E. A. Smyth

Biographical details
- Born: October 26, 1863 Summerton, South Carolina, U.S.
- Died: August 19, 1941 (aged 77) near Salem, Virginia, U.S.

Coaching career (HC unless noted)
- 1892–1893: VAMC

Head coaching record
- Overall: 1–3

= E. A. Smyth (entomologist) =

American entomologist

Ellison Adger Smyth Jr. (October 26, 1863 – August 19, 1941) was an American professor of zoology, scientific collector, and college football coach.

Smyth was the son of James Adger Smyth, who later became Mayor of Charleston, and the grandson of Thomas Smyth, minister of Charleston's Second Presbyterian Church. He studied at Princeton College, Columbia College, and the University of Virginia. Smyth worked as a clerk in a law firm before taking up a position as adjunct professor of biology at the University of South Carolina in 1889. He became a professor of biology at Virginia Tech in 1891.

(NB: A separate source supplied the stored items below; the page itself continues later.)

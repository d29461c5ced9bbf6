use serde::{de, Deserialize, Deserializer, Serialize};
use thiserror::Error;
use time::OffsetDateTime;

use crate::telemetry::{self, Reading, TelemetryError, TelemetryPayload};

/// A drone flight plan plus its latest telemetry snapshot.
#[derive(Debug, Clone, PartialEq, Serialize, Deserialize)]
pub struct Mission {
    /// Storage-assigned primary key. Empty until the store has written it.
    #[serde(rename = "_id")]
    pub id: String,
    #[serde(rename = "missionID")]
    pub mission_id: String,
    #[serde(rename = "droneID")]
    pub drone_id: String,
    #[serde(rename = "dateCreated", with = "time::serde::rfc3339")]
    pub date_created: OffsetDateTime,
    #[serde(rename = "lastUpdated", with = "time::serde::rfc3339")]
    pub last_updated: OffsetDateTime,
    #[serde(rename = "inProgress")]
    pub in_progress: bool,
    pub waypoints: Vec<Coordinates>,
    pub parameters: Parameters,
}

impl Mission {
    /// Builds an in-progress mission with sentinel telemetry.
    pub fn new(mission_id: String, req: CreateMission, now: OffsetDateTime) -> Self {
        Self {
            id: String::new(),
            mission_id,
            drone_id: req.drone_id,
            date_created: now,
            last_updated: now,
            in_progress: true,
            waypoints: req.waypoints,
            parameters: Parameters::default(),
        }
    }
}

/// Latest telemetry snapshot. Replaced wholesale on every update.
#[derive(Debug, Clone, PartialEq, Serialize, Deserialize)]
pub struct Parameters {
    pub altimeter: String,
    pub gyro: String,
    pub barometer: String,
    pub lat: f64,
    pub lng: f64,
    #[serde(rename = "numSats")]
    pub num_sats: u32,
    pub voltage: String,
}

impl Default for Parameters {
    fn default() -> Self {
        Self {
            altimeter: "null".into(),
            gyro: "null".into(),
            barometer: "null".into(),
            lat: 0.00,
            lng: 0.00,
            num_sats: 0,
            voltage: "null".into(),
        }
    }
}

#[derive(Debug, Clone, Copy, PartialEq, Serialize)]
pub struct Coordinates {
    pub lat: f64,
    pub lng: f64,
}

// Waypoints arrive either as numbers or as numeric strings.
impl<'de> Deserialize<'de> for Coordinates {
    fn deserialize<D: Deserializer<'de>>(d: D) -> Result<Self, D::Error> {
        #[derive(Deserialize)]
        struct Raw {
            lat: Option<Reading>,
            lng: Option<Reading>,
        }

        let raw = Raw::deserialize(d)?;
        let lat = telemetry::coordinate("lat", &raw.lat);
        let lng = telemetry::coordinate("lng", &raw.lng);
        match (lat, lng) {
            (Ok(lat), Ok(lng)) => Ok(Coordinates { lat, lng }),
            (Err(e), _) | (_, Err(e)) => Err(de::Error::custom(format!("waypoint: {}", e))),
        }
    }
}

#[derive(Debug, Clone, PartialEq, Deserialize)]
pub struct CreateMission {
    #[serde(rename = "droneID", alias = "DroneID", alias = "droneId")]
    pub drone_id: String,
    #[serde(alias = "Waypoints")]
    pub waypoints: Vec<Coordinates>,
}

#[derive(Debug, Clone, PartialEq, Error)]
pub enum InvalidMission {
    #[error("droneID must not be empty")]
    EmptyDroneId,
    #[error("waypoints must not be empty")]
    NoWaypoints,
}

impl CreateMission {
    pub fn validate(&self) -> Result<(), InvalidMission> {
        if self.drone_id.trim().is_empty() {
            return Err(InvalidMission::EmptyDroneId);
        }
        if self.waypoints.is_empty() {
            return Err(InvalidMission::NoWaypoints);
        }
        Ok(())
    }
}

/// Telemetry push. `mission_id` is optional in the body; the URL carries the
/// authoritative one.
#[derive(Debug, Clone, PartialEq, Deserialize)]
pub struct UpdateMission {
    #[serde(default, rename = "MissionID", alias = "missionID", alias = "missionId")]
    pub mission_id: Option<String>,
    #[serde(default, rename = "DroneID", alias = "droneID", alias = "droneId")]
    pub drone_id: Option<String>,
    #[serde(rename = "Parameters", alias = "parameters")]
    pub parameters: TelemetryPayload,
}

impl UpdateMission {
    pub fn telemetry(&self) -> Result<Parameters, TelemetryError> {
        Parameters::try_from(&self.parameters)
    }
}

/// Current UTC time truncated to milliseconds, the precision the document
/// store keeps.
pub fn timestamp_now() -> OffsetDateTime {
    let now = OffsetDateTime::now_utc();
    now.replace_nanosecond(u32::from(now.millisecond()) * 1_000_000).unwrap_or(now)
}

/// `lastUpdated` for a record stamped at `prev` and touched at `now`. Always
/// at least one millisecond past `prev`, even if the clock stalled or stepped
/// back.
pub fn next_update(prev: OffsetDateTime, now: OffsetDateTime) -> OffsetDateTime {
    now.max(prev + time::Duration::milliseconds(1))
}
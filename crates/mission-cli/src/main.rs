use anyhow::{Context, Result};
use clap::{Parser, Subcommand};
use std::net::SocketAddr;
use std::sync::Arc;
use tracing::{info, warn};

use mission_api::MissionService;
use mission_store::{doctor as store_doctor, StoreConfig};

#[derive(Debug, Parser)]
#[command(name = "missiond", version, about = "Drone mission service")]
struct Cli {
    #[arg(long)]
    config: String,

    #[command(subcommand)]
    cmd: Command,
}

#[derive(Debug, Subcommand)]
enum Command {
    /// Run the HTTP API.
    Serve,
    /// Validate config, reach the store and make sure indexes exist.
    Doctor,
}

#[derive(Debug, serde::Deserialize)]
struct Config {
    server: ServerCfg,
    store: StoreConfig,
}

#[derive(Debug, serde::Deserialize)]
struct ServerCfg {
    bind: String,
}

fn load_config(path: &str) -> Result<Config> {
    let s = std::fs::read_to_string(path).with_context(|| format!("read config {}", path))?;
    parse_config(&s)
}

fn parse_config(s: &str) -> Result<Config> {
    toml::from_str(s).context("parse config toml")
}

#[tokio::main]
async fn main() -> Result<()> {
    tracing_subscriber::fmt()
        .with_env_filter(
            tracing_subscriber::EnvFilter::try_from_default_env()
                .unwrap_or_else(|_| tracing_subscriber::EnvFilter::new("info")),
        )
        .init();

    // credentials usually live in .env next to the config
    if let Err(e) = dotenvy::dotenv() {
        if !e.not_found() {
            warn!("ignoring .env: {}", e);
        }
    }

    let cli = Cli::parse();
    let cfg = load_config(&cli.config)?;

    match cli.cmd {
        Command::Serve => serve(&cfg).await?,
        Command::Doctor => doctor(&cfg).await?,
    }
    Ok(())
}

async fn serve(cfg: &Config) -> Result<()> {
    info!("serve: starting");
    store_doctor::check_config(&cfg.store)?;

    let addr: SocketAddr = cfg.server.bind.parse().with_context(|| format!("server.bind {}", cfg.server.bind))?;
    let store = mission_store::open(&cfg.store).context("open store")?;

    // An unreachable store must not keep the API down; requests will report it.
    if let Err(e) = store.ensure_indexes().await {
        warn!("serve: could not ensure indexes: {}", e);
    }

    let listener = tokio::net::TcpListener::bind(addr).await.with_context(|| format!("bind {}", addr))?;
    mission_api::serve(listener, Arc::new(MissionService::new(store)), shutdown_signal()).await?;
    info!("serve: stopped");
    Ok(())
}

async fn doctor(cfg: &Config) -> Result<()> {
    info!("doctor: starting");
    store_doctor::check_config(&cfg.store)?;
    anyhow::ensure!(cfg.server.bind.parse::<SocketAddr>().is_ok(), "server.bind is not host:port: {}", cfg.server.bind);

    let store = mission_store::open(&cfg.store).context("open store")?;
    store_doctor::check_store(store.as_ref()).await?;

    info!("doctor: OK");
    Ok(())
}

async fn shutdown_signal() {
    let ctrl_c = async {
        if let Err(e) = tokio::signal::ctrl_c().await {
            warn!("ctrl-c handler: {}", e);
            std::future::pending::<()>().await;
        }
    };

    #[cfg(unix)]
    let terminate = async {
        match tokio::signal::unix::signal(tokio::signal::unix::SignalKind::terminate()) {
            Ok(mut sig) => {
                sig.recv().await;
            }
            Err(e) => {
                warn!("SIGTERM handler: {}", e);
                std::future::pending::<()>().await;
            }
        }
    };
    #[cfg(not(unix))]
    let terminate = std::future::pending::<()>();

    tokio::select! {
        _ = ctrl_c => {},
        _ = terminate => {},
    }
    info!("shutdown requested");
}
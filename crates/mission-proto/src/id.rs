use uuid::Uuid;

/// Fresh public mission identifier: a random v4 UUID rendered as 32 lowercase
/// hex characters, hyphens stripped. Carries no timestamp or counter.
pub fn new_mission_id() -> String {
    Uuid::new_v4().simple().to_string()
}
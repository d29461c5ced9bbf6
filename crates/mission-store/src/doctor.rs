use anyhow::{Context, Result};

use crate::{MissionStore, StoreConfig};

pub fn check_config(cfg: &StoreConfig) -> Result<()> {
    match cfg.backend.as_str() {
        "memory" => {}
        "mongo" => {
            let m = cfg.mongo.as_ref().context("store.backend=mongo but [store.mongo] missing")?;
            anyhow::ensure!(!m.host.trim().is_empty(), "store.mongo.host is empty");
            anyhow::ensure!(
                m.scheme == "mongodb" || m.scheme == "mongodb+srv",
                "store.mongo.scheme must be mongodb or mongodb+srv, got {}",
                m.scheme
            );
        }
        other => anyhow::bail!("unknown store.backend: {}", other),
    }
    let t = cfg.op_timeout().as_secs();
    anyhow::ensure!((1..=120).contains(&t), "store.op_timeout_s should be 1..120");
    Ok(())
}

/// Round-trips the store and makes sure the lookup indexes exist.
pub async fn check_store(store: &dyn MissionStore) -> Result<()> {
    store.ping().await.context("store ping")?;
    store.ensure_indexes().await.context("ensure indexes")?;
    Ok(())
}
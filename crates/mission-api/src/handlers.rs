use axum::body::Bytes;
use axum::extract::{Path, State};
use axum::Json;
use mission_proto::{CreateMission, Mission, UpdateMission};
use serde::de::DeserializeOwned;
use tracing::{debug, warn};

use crate::error::ApiError;
use crate::SharedService;

fn decode<T: DeserializeOwned>(body: &[u8], what: &str) -> Result<T, ApiError> {
    serde_json::from_slice(body).map_err(|e| {
        warn!("{} decode: {}", what, e);
        ApiError::Decode(format!("{} body: {}", what, e))
    })
}

/// POST /mission/create
pub async fn create_mission(State(svc): State<SharedService>, body: Bytes) -> Result<String, ApiError> {
    debug!(bytes = body.len(), "create mission");
    let req: CreateMission = decode(&body, "create mission")?;
    let mission = svc.create(req).await?;
    Ok(format!("Mission Successfully, missionID: {}", mission.mission_id))
}

/// PUT /mission/update/{missionID}
pub async fn update_mission(
    State(svc): State<SharedService>,
    Path(mission_id): Path<String>,
    body: Bytes,
) -> Result<&'static str, ApiError> {
    debug!(%mission_id, bytes = body.len(), "update mission");
    let req: UpdateMission = decode(&body, "update mission")?;
    svc.update(&mission_id, req).await?;
    Ok("success")
}

/// PUT /mission/complete/{missionID}
pub async fn complete_mission(
    State(svc): State<SharedService>,
    Path(mission_id): Path<String>,
) -> Result<&'static str, ApiError> {
    svc.complete(&mission_id).await?;
    Ok("success")
}

/// GET /mission/{missionID}
pub async fn get_mission(
    State(svc): State<SharedService>,
    Path(mission_id): Path<String>,
) -> Result<Json<Mission>, ApiError> {
    Ok(Json(svc.get(&mission_id).await?))
}

/// GET /mission/drone/{droneID}
pub async fn list_drone_missions(
    State(svc): State<SharedService>,
    Path(drone_id): Path<String>,
) -> Result<Json<Vec<Mission>>, ApiError> {
    let missions = svc.list_for_drone(&drone_id).await?;
    debug!(%drone_id, count = missions.len(), "drone missions");
    Ok(Json(missions))
}

/// OPTIONS without pre-flight headers. Real pre-flights never get here, the
/// CORS layer answers them.
pub async fn preflight() {}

Smyth was the creator and first head coach of the Virginia Tech Hokies football program. He coached the team in the 1892 and 1893 college football seasons. In addition to his athletic career, he was a professor and founding head of the biology department (1891–1925) and the first Dean of the Faculty (1902–1906) at Virginia Tech. Smyth Hall, home of the Department of Crop and Soil Environmental Science at Virginia Tech, is named in his honor.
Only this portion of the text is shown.